99_Inattendu

 

Les copains étaient assis autour d'une table de café lorsque Albert les rejoignit. Il y avait là René, Robert, Adolphe, Georges, Théodore.

- Alors ça va ? demanda cordialement Robert.

- Ça va, dit Albert. Il appela le garçon.

- Pour moi, ce sera un picon, dit-il.
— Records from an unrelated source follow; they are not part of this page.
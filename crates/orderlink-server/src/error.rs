//! HTTP-facing error type.
//!
//! Every error renders as `{"error": <title>, "message": <detail>}`. Internal
//! errors are logged in full and answered with a generic message.

use axum::{
    Json,
    http::StatusCode,
    response::{IntoResponse, Response},
};
use orderlink_auth::AuthError;
use orderlink_storage::StorageError;
use serde_json::json;

#[derive(Debug, thiserror::Error)]
pub enum ApiError {
    #[error("Bad request: {0}")]
    BadRequest(String),
    #[error(transparent)]
    Auth(#[from] AuthError),
    #[error("Not found: {0}")]
    NotFound(String),
    #[error("Conflict: {0}")]
    Conflict(String),
    #[error("Internal server error: {0}")]
    Internal(String),
}

impl ApiError {
    pub fn bad_request(msg: impl Into<String>) -> Self {
        Self::BadRequest(msg.into())
    }
    pub fn forbidden(msg: impl Into<String>) -> Self {
        Self::Auth(AuthError::forbidden(msg))
    }
    pub fn not_found(msg: impl Into<String>) -> Self {
        Self::NotFound(msg.into())
    }
    pub fn conflict(msg: impl Into<String>) -> Self {
        Self::Conflict(msg.into())
    }
    pub fn internal(msg: impl Into<String>) -> Self {
        Self::Internal(msg.into())
    }

    pub fn status_code(&self) -> StatusCode {
        match self {
            Self::BadRequest(_) => StatusCode::BAD_REQUEST,
            Self::Auth(e) if e.is_authentication_error() => StatusCode::UNAUTHORIZED,
            Self::Auth(e) if e.is_authorization_error() => StatusCode::FORBIDDEN,
            Self::Auth(_) => StatusCode::INTERNAL_SERVER_ERROR,
            Self::NotFound(_) => StatusCode::NOT_FOUND,
            Self::Conflict(_) => StatusCode::CONFLICT,
            Self::Internal(_) => StatusCode::INTERNAL_SERVER_ERROR,
        }
    }
}

impl From<StorageError> for ApiError {
    fn from(err: StorageError) -> Self {
        match err {
            StorageError::NotFound { kind, id } => Self::NotFound(format!("{kind} {id}")),
            StorageError::UniqueViolation { field, value } => {
                Self::Conflict(format!("{field} '{value}' is already taken"))
            }
            StorageError::InvalidRecord { message } => Self::BadRequest(message),
            other => {
                tracing::error!(error = %other, category = %other.category(), "Storage failure");
                Self::Internal(other.to_string())
            }
        }
    }
}

impl IntoResponse for ApiError {
    fn into_response(self) -> Response {
        let status = self.status_code();
        let (title, message) = match self {
            // Auth errors carry their own body and challenge header.
            Self::Auth(e) => return e.into_response(),
            Self::BadRequest(m) => ("Bad Request", m),
            Self::NotFound(m) => ("Not Found", m),
            Self::Conflict(m) => ("Conflict", m),
            Self::Internal(detail) => {
                tracing::error!(error = %detail, "Request failed");
                (
                    "Internal Server Error",
                    "An unexpected error occurred".to_string(),
                )
            }
        };
        (status, Json(json!({"error": title, "message": message}))).into_response()
    }
}

#[cfg(test)]
mod tests {
    use super::*;

    #[test]
    fn test_status_mapping() {
        assert_eq!(
            ApiError::from(StorageError::unique_violation("email", "a@x.io")).status_code(),
            StatusCode::CONFLICT
        );
        assert_eq!(
            ApiError::from(StorageError::not_found("Order", "1")).status_code(),
            StatusCode::NOT_FOUND
        );
        assert_eq!(
            ApiError::from(StorageError::connection_error("down")).status_code(),
            StatusCode::INTERNAL_SERVER_ERROR
        );
        assert_eq!(
            ApiError::forbidden("not yours").status_code(),
            StatusCode::FORBIDDEN
        );
        assert_eq!(
            ApiError::from(AuthError::TokenExpired).status_code(),
            StatusCode::UNAUTHORIZED
        );
    }

    #[tokio::test]
    async fn test_internal_message_is_generic() {
        let response = ApiError::internal("pool exhausted at 10.0.0.3").into_response();
        assert_eq!(response.status(), StatusCode::INTERNAL_SERVER_ERROR);
        let bytes = axum::body::to_bytes(response.into_body(), usize::MAX)
            .await
            .unwrap();
        let body: serde_json::Value = serde_json::from_slice(&bytes).unwrap();
        assert_eq!(body["error"], "Internal Server Error");
        assert_eq!(body["message"], "An unexpected error occurred");
    }

    #[test]
    fn test_response_status_matches_status_code() {
        let errors = [
            ApiError::bad_request("blank username"),
            ApiError::not_found("User 9"),
            ApiError::conflict("taken"),
            ApiError::internal("boom"),
            ApiError::forbidden("not yours"),
            ApiError::from(AuthError::TokenExpired),
        ];
        for err in errors {
            let expected = err.status_code();
            assert_eq!(err.into_response().status(), expected);
        }
    }

    #[tokio::test]
    async fn test_conflict_body() {
        let response = ApiError::conflict("username 'alice' is already taken").into_response();
        assert_eq!(response.status(), StatusCode::CONFLICT);
        let bytes = axum::body::to_bytes(response.into_body(), usize::MAX)
            .await
            .unwrap();
        let body: serde_json::Value = serde_json::from_slice(&bytes).unwrap();
        assert_eq!(body["error"], "Conflict");
    }
}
Adolphe se tourna vers lui :

- Alors, Albert, quoi de neuf? - Pas grand-chose.

- Il fait beau, dit Robert.

- Un peu froid, dit Adolphe.

- Tiens, j'ai vu quelque chose de drôle aujourd'hui, dit Albert.

- Il fait chaud tout de même, dit Robert.

- Quoi ? demanda René.

- Dans l'autobus, en allant déjeuner, répondit Albert.

- Quel autobus ?

- L'S.

- Qu'est-ce que tu as vu ? demanda Robert.

- J'en ai attendu trois au moins avant de pouvoir monter .

- A cette heure-là ça n'a rien d'étonnant, dit Adolphe.

- Alors qu'est-ce que tu as vu ? demanda René.

- On était serrés, dit Albert.

- Belle occasion pour le pince-fesse.

- Peuh! dit Albert. Il ne s'agit pas de ça.

- Raconte alors.

- A côté de moi il y avait un drôle de type.

- Comment ? demanda René.

- Grand, maigre, avec un drôle de cou.

- Comment ? demanda René.

- Comme si on lui avait tiré dessus.

- Une élongation, dit Georges.

- Et son chapeau, j'y pense: un drôle de chapeau.

- Comment ? demanda René.

- Pas de ruban, mais un galon tressé autour . - Curieux, dit Robert.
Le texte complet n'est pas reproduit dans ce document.